Perseus14 · Perseus14 · commit 266b00a33de2 · 2026-02-08T16:27:48.000Z
diff --git a/src/maxdiffusion/tests/test_attention_ltx2.py b/src/maxdiffusion/tests/test_attention_ltx2.py
@@ -32,28 +32,21 @@
 # ==========================================
 
 class PytorchLTX2RotaryPosEmbed(torch.nn.Module):
-    """
-    Reference PyTorch implementation for LTX-2 RoPE Frequency Generation.
-    Splits dim across axes, computes freqs, concatenates, and interleaves.
-    """
     def __init__(self, dim: int, theta: float = 10000.0):
         super().__init__()
         self.dim = dim
         self.theta = theta
 
     def forward(self, ids):
-        # ids: [B, S, Num_Axes]
         num_axes = ids.shape[-1]
         dim_per_axis = self.dim // num_axes
         
-        # Standard RoPE frequencies: theta^(-2i/d)
         freq_indices = torch.arange(0, dim_per_axis, 2, dtype=torch.float32)
         inv_freq = 1.0 / (self.theta ** (freq_indices / dim_per_axis))
         
         freqs_list = []
         for i in range(num_axes):
-            axis_pos = ids[..., i] # [B, S]
-            # Outer product: [B, S, 1] * [1, 1, D/2] -> [B, S, D/2]
+            axis_pos = ids[..., i] 
             freqs = torch.einsum('bs,d->bsd', axis_pos, inv_freq)
             freqs_list.append(freqs)
             
@@ -67,19 +60,24 @@ def forward(self, ids):
         cos = torch.repeat_interleave(cos, 2, dim=-1)

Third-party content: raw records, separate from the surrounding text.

// Copyright 2024 Open Nexus OS Contributors
// SPDX-License-Identifier: Apache-2.0

//! Fully-qualified HIDL names: `package@major.minor::Interface`.
//!
//! Accepted forms are `pkg@M.m::Name`, `@M.m::Name`, `pkg@M.m`, `pkg::Name` and a bare
//! (possibly dotted) `Name`. Components follow identifier rules.

use core::fmt;
use core::str::FromStr;

use thiserror::Error;

use crate::manifest::Version;

/// Reasons a string is not a fully-qualified name.
#[derive(Debug, Clone, Error, PartialEq, Eq)]
pub enum FqNameError {
    /// The input was empty.
    #[error("empty name")]
    Empty,
    /// A package or name component is not an identifier.
    #[error("invalid component {0:?}")]
    Component(String),
    /// The `@major.minor` part is malformed.
    #[error("invalid version {0:?}")]
    Version(String),
    /// The input has a shape none of the accepted forms match.
    #[error("malformed name {0:?}")]
    Malformed(String),
}

/// Parsed fully-qualified name.
#[derive(Debug, Clone, PartialEq, Eq, Hash)]
pub struct FqName {
    package: String,
    version: Option<Version>,
    name: String,
}

impl FqName {
    /// Parses `input` into its package, version and name parts.
    pub fn parse(input: &str) -> Result<Self, FqNameError> {
        if input.is_empty() {
            return Err(FqNameError::Empty);
        }
        let Some((head, name)) = input.split_once("::") else {
            return Self::parse_unqualified(input);
        };
        validate_path(name)?;
        let (package, version) = match head.split_once('@') {
            Some((package, version)) => (package, Some(parse_version(version)?)),
            None if head.is_empty() => return Err(FqNameError::Malformed(input.to_string())),
            None => (head, None),
        };
        if !package.is_empty() {
            validate_path(package)?;
        }
        Ok(Self { package: package.to_string(), version, name: name.to_string() })
    }

    /// Handles inputs without `::`: either `pkg@M.m` or a bare name.
    fn parse_unqualified(input: &str) -> Result<Self, FqNameError> {
        match input.split_once('@') {
            Some(("", _)) => Err(FqNameError::Malformed(input.to_string())),
            Some((package, version)) => {
                validate_path(package)?;
                Ok(Self {
                    package: package.to_string(),
                    version: Some(parse_version(version)?),
                    name: String::new(),
                })
            }
            None => {
                validate_path(input)?;
                Ok(Self { package: String::new(), version: None, name: input.to_string() })
            }
        }
    }

    /// Package part, empty when the name was given without one.
    pub fn package(&self) -> &str {
        &self.package
    }

    /// Interface or type name, empty for `pkg@M.m`.
    pub fn name(&self) -> &str {
        &self.name
    }

    /// Package version, if one was given.
    pub fn version(&self) -> Option<Version> {
        self.version
    }

    /// Returns `true` when `@major.minor` was present.
    pub fn has_version(&self) -> bool {
        self.version.is_some()
    }

    /// Major package version, if present.
    pub fn package_major_version(&self) -> Option<u32> {
        self.version.map(|v| v.major)
    }

    /// Minor package version, if present.
    pub fn package_minor_version(&self) -> Option<u32> {
        self.version.map(|v| v.minor)
    }

    /// Renders `pkg@M.m` (or just the package when unversioned).
    pub fn package_and_version(&self) -> String {
        match self.version {
            Some(version) => format!("{}@{}", self.package, version),
            None => self.package.clone(),
        }
    }

    /// Returns `true` if `prefix` names this package or one of its ancestors,
    /// matching whole dot-separated components.
    pub fn in_package(&self, prefix: &str) -> bool {
        let mut ours = self.package.split('.');
        prefix.split('.').all(|component| ours.next() == Some(component))
    }
}

impl FromStr for FqName {
    type Err = FqNameError;

    fn from_str(s: &str) -> Result<Self, Self::Err> {
        Self::parse(s)
    }
}

impl fmt::Display for FqName {
    fn fmt(&self, f: &mut fmt::Formatter<'_>) -> fmt::Result {
        f.write_str(&self.package)?;
        if let Some(version) = self.version {
            write!(f, "@{version}")?;
        }
        if !self.name.is_empty() {
            if !self.package.is_empty() || self.version.is_some() {
                f.write_str("::")?;
            }
            f.write_str(&self.name)?;
        }
        Ok(())
    }
}

fn parse_version(text: &str) -> Result<Version, FqNameError> {
    text.parse().map_err(|_| FqNameError::Version(text.to_string()))
}

fn validate_path(path: &str) -> Result<(), FqNameError> {
    path.split('.').try_for_each(|component| {
        if is_identifier(component) {
            Ok(())
        } else {
            Err(FqNameError::Component(component.to_string()))
        }
    })
}

fn is_identifier(component: &str) -> bool {
    let mut chars = component.chars();
    match chars.next() {
        Some(first) if first.is_ascii_alphabetic() || first == '_' => {}
        _ => return false,
    }
    chars.all(|c| c.is_ascii_alphanumeric() || c == '_')
}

         sin = torch.repeat_interleave(sin, 2, dim=-1)
         
-        # Add head dim for broadcasting: [B, S, 1, D]
-        return cos.unsqueeze(2), sin.unsqueeze(2)
+        # CORRECT: Return [B, S, InnerDim] to match JAX/LTX-2 global RoPE
+        return cos, sin
 
 
 def apply_rotary_emb_pt(x, cos, sin):
-    """Standard PyTorch Interleaved RoPE application."""
-    # x: [B, H, S, D] -> [B, H, S, D//2, 2]
-    b, h, s, d = x.shape
-    x_reshaped = x.view(b, h, s, d // 2, 2)
+    """
+    Standard PyTorch Interleaved RoPE application.
+    Dimension-agnostic: Works for [B, S, D] or [B, H, S, D].
+    """
+    # 1. Reshape last dim to pairs: [..., D] -> [..., D//2, 2]
+    shape = x.shape
+    x_reshaped = x.view(*shape[:-1], -1, 2)
+    
+    # 2. Rotate: [-x2, x1]
     x1, x2 = x_reshaped.unbind(-1)
-    x_rotated = torch.stack((-x2, x1), dim=-1).view(b, h, s, d)
+    x_rotated = torch.stack((-x2, x1), dim=-1).view(*shape)
     
-    # Cast to float32 for rotation parity with JAX
+    # 3. Apply Frequencies (Float32 for parity)
     orig_dtype = x.dtype
     x_f32 = x.to(torch.float32)
     rot_f32 = x_rotated.to(torch.float32)
@@ -91,7 +89,6 @@ def apply_rotary_emb_pt(x, cos, sin):
 
 
 class PytorchLTX2Attention(torch.nn.Module):
-    """Reference LTX-2 Attention."""
     def __init__(self, query_dim, context_dim, heads, dim_head):
         super().__init__()
         inner_dim = dim_head * heads
@@ -100,11 +97,9 @@ def __init__(self, query_dim, context_dim, heads, dim_head):
         
         self.q_norm = torch.nn.RMSNorm(inner_dim, eps=1e-6)
         self.k_norm = torch.nn.RMSNorm(inner_dim, eps=1e-6)
-
         self.to_q = torch.nn.Linear(query_dim, inner_dim, bias=True)
         self.to_k = torch.nn.Linear(context_dim, inner_dim, bias=True)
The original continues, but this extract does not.